(CBS News) NASHVILLE, Tenn. -- The deadly outbreak of meningitis has spread to six states. Thirty-five cases and five deaths have been reported.
The suspected source is tainted vials of steroids that were shipped to 23 states.
Tennessee has the most cases, and Sue Manor hopes she doesn't become one of them.
"Honest to goodness, as time went on, I became more frightened," she said.
On Monday, Manor learned she might have been infected by the fungus in the contaminated steroids given for back pain.
She was told to look out for "headache, neck pain, vomiting, dizziness -- a lot of flu-like symptoms ... those could be anything."
Manor was one of the more than 700 patients who received injections at clinics affiliated with Saint Thomas Hospital in Nashville.
"I don't want this thing in my body," she said. "I feel like I want a cleanser. I want to pull it out, you know, get out of my body."
Dr. Robert Latham has examined 19 people who received injections. He saw three new meningitis cases Thursday.
"Yeah, they're all worried and rightfully so -- we've told then all this is very serious."

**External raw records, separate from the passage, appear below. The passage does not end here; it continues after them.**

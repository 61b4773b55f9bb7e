use serde::{Deserialize, Serialize};
use uuid::Uuid;

/// 任务（领域模型）
#[derive(Debug, Clone, PartialEq, Eq, Serialize, Deserialize)]
pub struct Task {
    pub id: String,
    pub title: String,
    pub description: Option<String>,
    /// UTC 毫秒时间戳
    pub due_date: Option<i64>,
}

impl Task {
    pub fn new(id: String, title: String) -> Self {
        Self {
            id,
            title,
            description: None,
            due_date: None,
        }
    }

    /// 生成新的任务 id
    pub fn generate_id() -> String {
        Uuid::new_v4().to_string()
    }
}

#[cfg(test)]
mod tests {
    use super::*;

    #[test]
    fn test_generate_id_is_unique() {
        let a = Task::generate_id();
        let b = Task::generate_id();
        assert_ne!(a, b);
        assert_eq!(a.len(), 36);
    }

    #[test]
    fn test_new_task_has_no_optional_fields() {
        let task = Task::new("t1".to_string(), "Buy milk".to_string());
        assert_eq!(task.id, "t1");
        assert!(task.description.is_none());
        assert!(task.due_date.is_none());
    }
}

The Nashville clinics received 2,000 potentially contaminated vials from the Massachusetts company that makes the drug, New England Compounding Center. The company has received safety warnings from the Food and Drug Administration in the past, one time for mislabeling a drug.
The Centers for Disease Control is investigating how the drug became contaminated.
(Watch: CBS News medical correspondent Dr. Jon LaPook discusses why the meningitis outbreak is so dangerous.)
By injecting the tainted steroid into the lower back, the fungus can travel directly through the spinal fluid to the brain.
It normally takes between one and four weeks for meningitis symptoms to appear.
Saint Thomas Hospital has alerted more than 700 who have received these injections.
"I can't tell you yet at this point whether we're at the beginning the middle or the end," Dr. Lathan said. "I think we're probably at the middle. Hopefully at the end but there's no guarantee of that."
Manor says she does not blame the hospital where she was given the injection. CBS News learned Thursday that 17,000 doses have been recalled, but there's no word yet on how many of those were administered.